Sangramento uterino anormal (SUA) em adolescentes, especialmente com menorragia desde a menarca, frequentemente indica um distúrbio de hemostasia. A Doença de Von Willebrand é a coagulopatia hereditária mais comum e deve ser ativamente pesquisada nesses casos, pois o diagnóstico precoce é crucial para o manejo adequado.

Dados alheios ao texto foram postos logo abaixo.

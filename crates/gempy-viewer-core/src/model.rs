//! The geological model as seen by the viewer: input data, structural frame,
//! grids and solutions.

use std::fs;
use std::path::Path;

use glam::DVec3;
use serde::{Deserialize, Serialize};

use crate::error::Result;
use crate::grid::Grid;
use crate::solutions::Solutions;

/// An interface point of a structural element.
#[derive(Debug, Clone, Copy, PartialEq, Serialize, Deserialize)]
pub struct SurfacePoint {
    pub position: DVec3,
    /// 1-based id of the structural element.
    pub id: usize,
}

/// An orientation measurement: position and gradient of the scalar field.
#[derive(Debug, Clone, Copy, PartialEq, Serialize, Deserialize)]
pub struct Orientation {
    pub position: DVec3,
    pub gradient: DVec3,
    pub id: usize,
}

/// A geological unit with its display colour.
#[derive(Debug, Clone, PartialEq, Serialize, Deserialize)]
pub struct StructuralElement {
    pub name: String,
    /// Hex colour, `#rrggbb`.
    pub color: String,
    pub id: usize,
}

impl StructuralElement {
    pub fn new(name: impl Into<String>, color: impl Into<String>, id: usize) -> Self {
        Self {
            name: name.into(),
            color: color.into(),
            id,
        }
    }
}

/// Ordered structural elements; the last one is the basement.
#[derive(Debug, Clone, Default, PartialEq, Serialize, Deserialize)]
#[serde(transparent)]
pub struct StructuralFrame {
    elements: Vec<StructuralElement>,
}

impl StructuralFrame {
    #[must_use]
    pub fn new(elements: Vec<StructuralElement>) -> Self {
        Self { elements }
    }

    #[must_use]
    pub fn elements(&self) -> &[StructuralElement] {
        &self.elements
    }

    #[must_use]
    pub fn number_of_elements(&self) -> usize {
        self.elements.len()
    }

    #[must_use]
    pub fn elements_colors(&self) -> Vec<&str> {
        self.elements.iter().map(|e| e.color.as_str()).collect()
    }

    #[must_use]
    pub fn elements_names(&self) -> Vec<&str> {
        self.elements.iter().map(|e| e.name.as_str()).collect()
    }

    #[must_use]
    pub fn elements_ids(&self) -> Vec<usize> {
        self.elements.iter().map(|e| e.id).collect()
    }

    /// Colours of the elements that have a contact, i.e. all but the basement.
    #[must_use]
    pub fn elements_colors_contacts(&self) -> Vec<&str> {
        let n = self.elements.len().saturating_sub(1);
        self.elements[..n].iter().map(|e| e.color.as_str()).collect()
    }

    /// Colour of the element with the given 1-based id.
    #[must_use]
    pub fn color_of(&self, id: usize) -> Option<&str> {
        self.elements
            .iter()
            .find(|e| e.id == id)
            .map(|e| e.color.as_str())
    }

    /// Name of the element with the given 1-based id.
    #[must_use]
    pub fn name_of(&self, id: usize) -> Option<&str> {
        self.elements
            .iter()
            .find(|e| e.id == id)
            .map(|e| e.name.as_str())
    }
}

/// Model transform. Only the isometric scale matters for display.
#[derive(Debug, Clone, Copy, PartialEq, Serialize, Deserialize)]
pub struct Transform {
    pub isometric_scale: f64,
}

/// A geological model with (optionally) its computed solutions.
#[derive(Debug, Clone, PartialEq, Serialize, Deserialize)]
pub struct GeoModel {
    #[serde(default)]
    pub name: String,
    pub structural_frame: StructuralFrame,
    #[serde(default)]
    pub surface_points: Vec<SurfacePoint>,
    #[serde(default)]
    pub orientations: Vec<Orientation>,
    pub grid: Grid,
    #[serde(default)]
    pub solutions: Option<Solutions>,
    #[serde(default)]
    pub transform: Option<Transform>,
}

impl GeoModel {
    /// Creates a model without input data or solutions.
    pub fn new(name: impl Into<String>, structural_frame: StructuralFrame, grid: Grid) -> Self {
        Self {
            name: name.into(),
            structural_frame,
            surface_points: Vec::new(),
            orientations: Vec::new(),
            grid,
            solutions: None,
            transform: None,
        }
    }

    /// Loads a model from a JSON string.
    pub fn from_json_str(json: &str) -> Result<Self> {
        let model = serde_json::from_str(json)?;
        Ok(model)
    }

    /// Loads a model from a JSON file.
    pub fn from_json_file(path: impl AsRef<Path>) -> Result<Self> {
        let text = fs::read_to_string(path.as_ref())?;
        log::debug!("loading model from {}", path.as_ref().display());
        Self::from_json_str(&text)
    }

    /// Serializes the model as pretty JSON.
    pub fn to_json_string(&self) -> Result<String> {
        Ok(serde_json::to_string_pretty(self)?)
    }

    /// Characteristic length of the model: the isometric scale if a transform
    /// is set, the longest side of the grid extent otherwise.
    #[must_use]
    pub fn model_scale(&self) -> f64 {
        self.transform
            .map_or_else(|| self.grid.regular_grid.max_extent_range(), |t| t.isometric_scale)
    }

    /// Distance within which input data is drawn on a 2D plot by default.
    #[must_use]
    pub fn default_projection_distance(&self) -> f64 {
        0.2 * self.model_scale()
    }

    /// Whether solutions are attached.
    #[must_use]
    pub fn is_computed(&self) -> bool {
        self.solutions.is_some()
    }

    /// Colour of every surface point, by element id. Unknown ids are black.
    #[must_use]
    pub fn surface_points_colors(&self) -> Vec<&str> {
        self.surface_points
            .iter()
            .map(|p| self.structural_frame.color_of(p.id).unwrap_or("#000000"))
            .collect()
    }

    /// Colour of every orientation, by element id. Unknown ids are black.
    #[must_use]
    pub fn orientations_colors(&self) -> Vec<&str> {
        self.orientations
            .iter()
            .map(|o| self.structural_frame.color_of(o.id).unwrap_or("#000000"))
            .collect()
    }
}

#[cfg(test)]
mod tests {
    use super::*;
    use crate::grid::RegularGrid;

    fn frame() -> StructuralFrame {
        StructuralFrame::new(vec![
            StructuralElement::new("rock2", "#9f0052", 1),
            StructuralElement::new("rock1", "#015482", 2),
            StructuralElement::new("basement", "#ffbe00", 3),
        ])
    }

    fn model() -> GeoModel {
        let grid = RegularGrid::new([0.0, 1000.0, 0.0, 500.0, 0.0, 800.0], [4, 4, 4]).unwrap();
        let mut model = GeoModel::new("test", frame(), Grid::new(grid));
        model.surface_points = vec![
            SurfacePoint {
                position: DVec3::new(10.0, 10.0, 10.0),
                id: 2,
            },
            SurfacePoint {
                position: DVec3::ZERO,
                id: 9,
            },
        ];
        model
    }

    #[test]
    fn test_contact_colors_drop_basement() {
        let f = frame();
        assert_eq!(f.number_of_elements(), 3);
        assert_eq!(f.elements_colors_contacts(), vec!["#9f0052", "#015482"]);
        assert_eq!(f.elements_ids(), vec![1, 2, 3]);
        assert_eq!(f.name_of(3), Some("basement"));
    }

    #[test]
    fn test_model_scale() {
        let mut m = model();
        assert_eq!(m.model_scale(), 1000.0);
        assert!((m.default_projection_distance() - 200.0).abs() < 1e-12);
        m.transform = Some(Transform {
            isometric_scale: 0.5,
        });
        assert!((m.default_projection_distance() - 0.1).abs() < 1e-12);
    }

    #[test]
    fn test_point_colors() {
        let m = model();
        assert_eq!(m.surface_points_colors(), vec!["#015482", "#000000"]);
    }

    #[test]
    fn test_json_round_trip() {
        let m = model();
        let json = m.to_json_string().unwrap();
        let back = GeoModel::from_json_str(&json).unwrap();
        assert_eq!(back, m);
        assert!(!back.is_computed());
    }
}
//! Point cloud structure.

use gempy_viewer_core::{DVec3, Result, ViewerError};
use glam::{DMat4, Vec3};
use ply_rs::ply::{DefaultElement, Ply};

use crate::ply_export::PlyBuilder;
use crate::quantity::{ColorQuantity, ScalarQuantity};
use crate::structure::Structure;

/// A point cloud structure.
pub struct PointCloud {
    name: String,
    points: Vec<DVec3>,
    enabled: bool,
    transform: DMat4,
    scalar: Option<ScalarQuantity>,
    colors: Option<ColorQuantity>,
    point_size: f32,
    base_color: Vec3,
}

impl PointCloud {
    /// Creates a new point cloud.
    pub fn new(name: impl Into<String>, points: Vec<DVec3>) -> Self {
        Self {
            name: name.into(),
            points,
            enabled: true,
            transform: DMat4::IDENTITY,
            scalar: None,
            colors: None,
            point_size: 10.0,
            base_color: Vec3::new(0.2, 0.5, 0.8),
        }
    }

    /// Returns the number of points.
    #[must_use]
    pub fn num_points(&self) -> usize {
        self.points.len()
    }

    /// Returns the points.
    #[must_use]
    pub fn points(&self) -> &[DVec3] {
        &self.points
    }

    fn check_len(&self, actual: usize) -> Result<()> {
        if actual == self.points.len() {
            Ok(())
        } else {
            Err(ViewerError::SizeMismatch {
                expected: self.points.len(),
                actual,
            })
        }
    }

    /// Adds a scalar quantity to this point cloud.
    pub fn add_scalar_quantity(
        &mut self,
        name: impl Into<String>,
        values: Vec<f64>,
    ) -> Result<&mut Self> {
        self.check_len(values.len())?;
        self.scalar = Some(ScalarQuantity::new(name, values));
        Ok(self)
    }

    /// Adds a color quantity to this point cloud. Colors win over scalars
    /// on export.
    pub fn add_color_quantity(
        &mut self,
        name: impl Into<String>,
        colors: Vec<Vec3>,
    ) -> Result<&mut Self> {
        self.check_len(colors.len())?;
        self.colors = Some(ColorQuantity::new(name, colors));
        Ok(self)
    }

    #[must_use]
    pub fn scalar_quantity(&self) -> Option<&ScalarQuantity> {
        self.scalar.as_ref()
    }

    pub fn scalar_quantity_mut(&mut self) -> Option<&mut ScalarQuantity> {
        self.scalar.as_mut()
    }

    #[must_use]
    pub fn color_quantity(&self) -> Option<&ColorQuantity> {
        self.colors.as_ref()
    }

    #[must_use]
    pub fn point_size(&self) -> f32 {
        self.point_size
    }

    pub fn set_point_size(&mut self, size: f32) -> &mut Self {
        self.point_size = size;
        self
    }

    #[must_use]
    pub fn base_color(&self) -> Vec3 {
        self.base_color
    }

    pub fn set_base_color(&mut self, color: Vec3) -> &mut Self {
        self.base_color = color;
        self
    }
}

impl Structure for PointCloud {
    fn name(&self) -> &str {
        &self.name
    }

    fn type_name(&self) -> &'static str {
        "PointCloud"
    }

    fn positions(&self) -> &[DVec3] {
        &self.points
    }

    fn transform(&self) -> DMat4 {
        self.transform
    }

    fn set_transform(&mut self, transform: DMat4) {
        self.transform = transform;
    }

    fn is_enabled(&self) -> bool {
        self.enabled
    }

    fn set_enabled(&mut self, enabled: bool) {
        self.enabled = enabled;
    }

    fn to_ply(&self) -> Result<Ply<DefaultElement>> {
        let mut builder = PlyBuilder::new(self.world_positions());
        let colors = match (&self.colors, &self.scalar) {
            (Some(c), _) => c.colors().to_vec(),
            (None, Some(s)) => s.colors(&s.resolve_color_map()?),
            (None, None) => vec![self.base_color; self.points.len()],
        };
        builder = builder.colors(colors);
        if let Some(s) = &self.scalar {
            builder = builder.scalar(s.name(), s.values().to_vec());
        }
        builder.build()
    }
}

#[cfg(test)]
mod tests {
    use super::*;

    #[test]
    fn test_scalar_quantity_length_checked() {
        let mut pc = PointCloud::new("surface_points", vec![DVec3::ZERO, DVec3::ONE]);
        assert!(pc.add_scalar_quantity("id", vec![1.0]).is_err());
        pc.add_scalar_quantity("id", vec![1.0, 2.0]).unwrap();
        assert_eq!(pc.scalar_quantity().unwrap().range(), (1.0, 2.0));
    }

    #[test]
    fn test_ply_uses_explicit_colors() {
        let mut pc = PointCloud::new("surface_points", vec![DVec3::ZERO]);
        pc.add_scalar_quantity("id", vec![0.0]).unwrap();
        pc.add_color_quantity("element", vec![Vec3::X]).unwrap();
        let ply = pc.to_ply().unwrap();
        let v = &ply.payload["vertex"][0];
        assert_eq!(v["red"], ply_rs::ply::Property::UChar(255));
        assert_eq!(v["green"], ply_rs::ply::Property::UChar(0));
        assert!(v.contains_key("id"));
    }
}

O Sangramento Uterino Anormal (SUA) é uma queixa comum na adolescência, e a menorragia (fluxo menstrual excessivo) é a apresentação mais frequente. Embora a imaturidade do eixo hipotálamo-hipófise-ovariano possa levar a ciclos anovulatórios e sangramentos irregulares, a menorragia persistente e intensa desde a menarca, como no caso, deve levantar a suspeita de distúrbios de hemostasia. A Doença de Von Willebrand é a coagulopatia hereditária mais comum, afetando cerca de 1% da população, e é responsável por uma parcela significativa dos casos de menorragia em adolescentes. A fisiopatologia da Doença de Von Willebrand envolve a deficiência ou disfunção do fator de Von Willebrand (FvW), uma proteína essencial para a adesão plaquetária e para a proteção do fator VIII da coagulação. Quando há suspeita, a investigação deve incluir história familiar de sangramentos, exames laboratoriais como hemograma completo, coagulograma (TP, PTTa), e testes específicos para FvW (antígeno, atividade de cofator de ristocetina) e fator VIII. É importante realizar esses testes fora do período menstrual e sem uso de medicamentos que afetem a coagulação. O tratamento da menorragia associada à Doença de Von Willebrand pode incluir terapias hormonais (contraceptivos orais combinados), antifibrinolíticos (ácido tranexâmico), desmopressina (DDAVP) para aumentar os níveis de FvW endógeno, e, em casos graves, concentrados de FvW/FVIII. O manejo adequado é fundamental para prevenir anemia ferropriva, melhorar a qualidade de vida e evitar complicações hemorrágicas em procedimentos cirúrgicos ou partos futuros.
Sinais de alerta incluem sangramento intenso desde a menarca, sangramentos em outros locais (epistaxe, gengival), equimoses fáceis, história familiar de distúrbios hemorrágicos e falha na resposta a tratamentos hormonais.
O diagnóstico envolve a história clínica detalhada, exames laboratoriais como tempo de sangramento, PTTa, e dosagem do fator de Von Willebrand (antígeno e atividade), além da atividade do fator VIII.
A investigação precoce é crucial para evitar complicações hemorrágicas graves, permitir o manejo adequado de sangramentos e procedimentos cirúrgicos, e melhorar a qualidade de vida da paciente.